REQUIRED ACTION: Your task is to find every line of the data that holds the string "used" and copy it.

Recorded data

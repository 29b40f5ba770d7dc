use std::path::{Path, PathBuf};
use std::sync::{Arc, RwLock};

use serde_json::Value;
use sha2::{Digest, Sha256};
use thiserror::Error;
use tracing::{debug, warn};

#[derive(Debug, Error)]
pub enum ProfileError {
    #[error("profile file {0} does not exist")]
    Missing(PathBuf),

    #[error("profile file {path} could not be read: {source}")]
    Unreadable {
        path: PathBuf,
        #[source]
        source: std::io::Error,
    },

    #[error("profile file {path} is not valid JSON: {source}")]
    Invalid {
        path: PathBuf,
        #[source]
        source: serde_json::Error,
    },
}

/// Content identity used to decide whether the cached document is stale.
/// Modification times are too coarse on some filesystems to catch a
/// same-length edit, so the bytes themselves are hashed.
type Fingerprint = [u8; 32];

struct Cached {
    fingerprint: Fingerprint,
    value: Arc<Value>,
}

/// Read-through cache over the subject profile file.
///
/// Every `load` reads the file and hashes it; the JSON is re-parsed only when
/// the digest changed. A missing or broken file drops the cache, so the next
/// successful read always reflects the file on disk.
pub struct ProfileStore {
    path: PathBuf,
    cached: RwLock<Option<Cached>>,
}

impl ProfileStore {
    pub fn new(path: impl Into<PathBuf>) -> Self {
        Self {
            path: path.into(),
            cached: RwLock::new(None),
        }
    }

    pub fn path(&self) -> &Path {
        &self.path
    }

    /// File name used in client-facing messages; never the full server path.
    pub fn display_name(&self) -> String {
        self.path
            .file_name()
            .map(|n| n.to_string_lossy().into_owned())
            .unwrap_or_else(|| "data.json".to_string())
    }

    pub async fn load(&self) -> Result<Arc<Value>, ProfileError> {
        let result = self.read_if_stale().await;
        if result.is_err() {
            self.invalidate();
        }
        result
    }

    async fn read_if_stale(&self) -> Result<Arc<Value>, ProfileError> {
        let raw = tokio::fs::read(&self.path)
            .await
            .map_err(|e| self.io_error(e))?;
        let fingerprint: Fingerprint = Sha256::digest(&raw).into();

        if let Some(value) = self.cached_if(&fingerprint) {
            return Ok(value);
        }

        let value: Value = serde_json::from_slice(&raw).map_err(|source| ProfileError::Invalid {
            path: self.path.clone(),
            source,
        })?;
        let value = Arc::new(value);

        debug!("Loaded profile from {}", self.path.display());
        if let Ok(mut slot) = self.cached.write() {
            *slot = Some(Cached {
                fingerprint,
                value: Arc::clone(&value),
            });
        }
        Ok(value)
    }

    fn cached_if(&self, fingerprint: &Fingerprint) -> Option<Arc<Value>> {
        let slot = self.cached.read().ok()?;
        slot.as_ref()
            .filter(|c| &c.fingerprint == fingerprint)
            .map(|c| Arc::clone(&c.value))
    }

    fn invalidate(&self) {
        if let Ok(mut slot) = self.cached.write() {
            *slot = None;
        }
    }

    fn io_error(&self, e: std::io::Error) -> ProfileError {
        if e.kind() == std::io::ErrorKind::NotFound {
            ProfileError::Missing(self.path.clone())
        } else {
            warn!("Profile file {} unreadable: {e}", self.path.display());
            ProfileError::Unreadable {
                path: self.path.clone(),
                source: e,
            }
        }
    }
}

ANSWER SPACE:
/// Content identity used to decide whether the cached document is stale.
    /// File name used in client-facing messages; never the full server path.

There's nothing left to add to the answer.